• _PROMPT_: Line by line, count where the string "layout" appears in the listing, then give the number of such lines alone.

• _EXERCISE MATERIALS_:
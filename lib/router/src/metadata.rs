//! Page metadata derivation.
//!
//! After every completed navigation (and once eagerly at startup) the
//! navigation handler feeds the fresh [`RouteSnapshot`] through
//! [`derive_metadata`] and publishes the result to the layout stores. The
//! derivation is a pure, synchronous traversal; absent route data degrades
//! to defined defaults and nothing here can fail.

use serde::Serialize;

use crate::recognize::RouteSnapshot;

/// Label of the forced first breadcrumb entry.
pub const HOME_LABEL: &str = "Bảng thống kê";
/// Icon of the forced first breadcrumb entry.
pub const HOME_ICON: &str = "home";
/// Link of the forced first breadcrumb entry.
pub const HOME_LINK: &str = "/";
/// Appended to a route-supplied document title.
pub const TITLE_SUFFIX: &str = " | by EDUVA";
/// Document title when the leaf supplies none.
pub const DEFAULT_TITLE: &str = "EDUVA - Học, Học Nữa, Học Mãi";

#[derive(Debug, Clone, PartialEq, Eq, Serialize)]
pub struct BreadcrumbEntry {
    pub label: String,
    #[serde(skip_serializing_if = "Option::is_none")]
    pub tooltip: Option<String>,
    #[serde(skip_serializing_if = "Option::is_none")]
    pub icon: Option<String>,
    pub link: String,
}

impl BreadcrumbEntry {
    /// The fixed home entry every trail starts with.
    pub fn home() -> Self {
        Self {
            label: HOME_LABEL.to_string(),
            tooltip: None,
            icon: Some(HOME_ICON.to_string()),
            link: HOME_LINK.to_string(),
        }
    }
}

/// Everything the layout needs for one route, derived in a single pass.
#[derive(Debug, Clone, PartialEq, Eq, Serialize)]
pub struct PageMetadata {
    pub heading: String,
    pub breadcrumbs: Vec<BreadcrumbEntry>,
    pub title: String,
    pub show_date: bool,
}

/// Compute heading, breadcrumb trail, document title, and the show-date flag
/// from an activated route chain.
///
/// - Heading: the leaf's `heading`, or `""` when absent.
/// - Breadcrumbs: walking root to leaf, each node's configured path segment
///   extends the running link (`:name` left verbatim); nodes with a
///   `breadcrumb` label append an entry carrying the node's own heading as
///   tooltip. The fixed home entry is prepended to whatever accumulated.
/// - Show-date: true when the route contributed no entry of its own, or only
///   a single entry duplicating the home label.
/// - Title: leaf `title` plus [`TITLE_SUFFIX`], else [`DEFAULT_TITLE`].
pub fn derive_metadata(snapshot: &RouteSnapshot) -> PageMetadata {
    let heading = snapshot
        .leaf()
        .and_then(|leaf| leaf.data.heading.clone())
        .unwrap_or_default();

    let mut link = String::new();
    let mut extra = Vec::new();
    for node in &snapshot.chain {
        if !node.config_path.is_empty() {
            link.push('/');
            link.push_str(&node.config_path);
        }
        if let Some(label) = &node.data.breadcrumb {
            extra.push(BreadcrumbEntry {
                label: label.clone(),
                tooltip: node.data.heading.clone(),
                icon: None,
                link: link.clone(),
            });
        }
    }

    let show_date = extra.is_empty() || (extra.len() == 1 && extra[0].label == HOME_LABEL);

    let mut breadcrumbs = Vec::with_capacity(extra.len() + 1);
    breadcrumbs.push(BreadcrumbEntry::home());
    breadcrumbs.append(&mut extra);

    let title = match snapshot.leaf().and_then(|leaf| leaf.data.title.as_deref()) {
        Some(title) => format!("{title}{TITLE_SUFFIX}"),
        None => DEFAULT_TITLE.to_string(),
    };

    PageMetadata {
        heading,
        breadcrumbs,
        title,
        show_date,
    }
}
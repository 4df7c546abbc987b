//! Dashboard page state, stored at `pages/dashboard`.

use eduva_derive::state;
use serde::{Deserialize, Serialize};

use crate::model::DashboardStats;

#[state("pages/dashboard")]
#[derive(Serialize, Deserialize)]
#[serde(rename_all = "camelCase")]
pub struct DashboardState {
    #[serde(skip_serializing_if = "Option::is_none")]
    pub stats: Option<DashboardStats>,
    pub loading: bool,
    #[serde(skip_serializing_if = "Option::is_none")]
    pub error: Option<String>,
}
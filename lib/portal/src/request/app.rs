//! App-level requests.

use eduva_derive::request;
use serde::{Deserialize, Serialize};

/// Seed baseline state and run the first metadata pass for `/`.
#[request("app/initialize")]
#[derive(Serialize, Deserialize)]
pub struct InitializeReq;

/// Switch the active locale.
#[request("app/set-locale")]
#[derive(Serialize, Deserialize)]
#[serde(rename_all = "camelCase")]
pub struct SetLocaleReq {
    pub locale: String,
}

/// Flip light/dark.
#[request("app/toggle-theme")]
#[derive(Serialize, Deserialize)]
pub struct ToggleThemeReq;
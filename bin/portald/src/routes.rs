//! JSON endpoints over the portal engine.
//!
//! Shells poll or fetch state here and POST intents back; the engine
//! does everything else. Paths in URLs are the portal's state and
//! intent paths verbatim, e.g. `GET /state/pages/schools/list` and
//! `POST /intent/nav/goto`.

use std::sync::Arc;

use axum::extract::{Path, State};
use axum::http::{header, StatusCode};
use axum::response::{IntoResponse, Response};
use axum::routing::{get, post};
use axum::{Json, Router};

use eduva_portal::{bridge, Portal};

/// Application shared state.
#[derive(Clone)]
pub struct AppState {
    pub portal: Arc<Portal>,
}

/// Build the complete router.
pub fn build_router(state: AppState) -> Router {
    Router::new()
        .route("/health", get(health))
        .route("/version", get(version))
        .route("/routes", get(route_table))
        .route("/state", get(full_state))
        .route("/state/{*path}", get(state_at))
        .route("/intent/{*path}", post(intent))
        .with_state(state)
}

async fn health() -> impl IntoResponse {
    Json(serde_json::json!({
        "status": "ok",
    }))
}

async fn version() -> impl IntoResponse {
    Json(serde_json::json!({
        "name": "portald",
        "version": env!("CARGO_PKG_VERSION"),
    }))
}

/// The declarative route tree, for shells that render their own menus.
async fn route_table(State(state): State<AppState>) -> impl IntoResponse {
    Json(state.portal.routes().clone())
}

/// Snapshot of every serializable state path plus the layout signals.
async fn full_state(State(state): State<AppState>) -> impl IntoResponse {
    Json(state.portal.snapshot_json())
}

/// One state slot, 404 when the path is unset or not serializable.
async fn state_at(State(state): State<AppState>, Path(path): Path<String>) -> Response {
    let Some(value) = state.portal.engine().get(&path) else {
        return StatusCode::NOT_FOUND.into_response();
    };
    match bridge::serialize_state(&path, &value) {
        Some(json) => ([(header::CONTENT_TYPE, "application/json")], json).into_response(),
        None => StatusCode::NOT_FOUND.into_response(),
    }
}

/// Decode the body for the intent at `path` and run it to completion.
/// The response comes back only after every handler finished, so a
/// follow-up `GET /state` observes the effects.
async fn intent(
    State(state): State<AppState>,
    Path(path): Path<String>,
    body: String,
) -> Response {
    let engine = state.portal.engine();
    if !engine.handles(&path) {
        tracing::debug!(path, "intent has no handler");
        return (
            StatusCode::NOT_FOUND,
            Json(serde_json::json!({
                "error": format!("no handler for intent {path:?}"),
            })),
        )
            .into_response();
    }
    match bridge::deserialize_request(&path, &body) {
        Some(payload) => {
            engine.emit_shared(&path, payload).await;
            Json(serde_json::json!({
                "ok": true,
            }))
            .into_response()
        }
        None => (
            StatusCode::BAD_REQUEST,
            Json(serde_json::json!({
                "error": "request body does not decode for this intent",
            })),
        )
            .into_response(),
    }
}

• _REPLY_: 3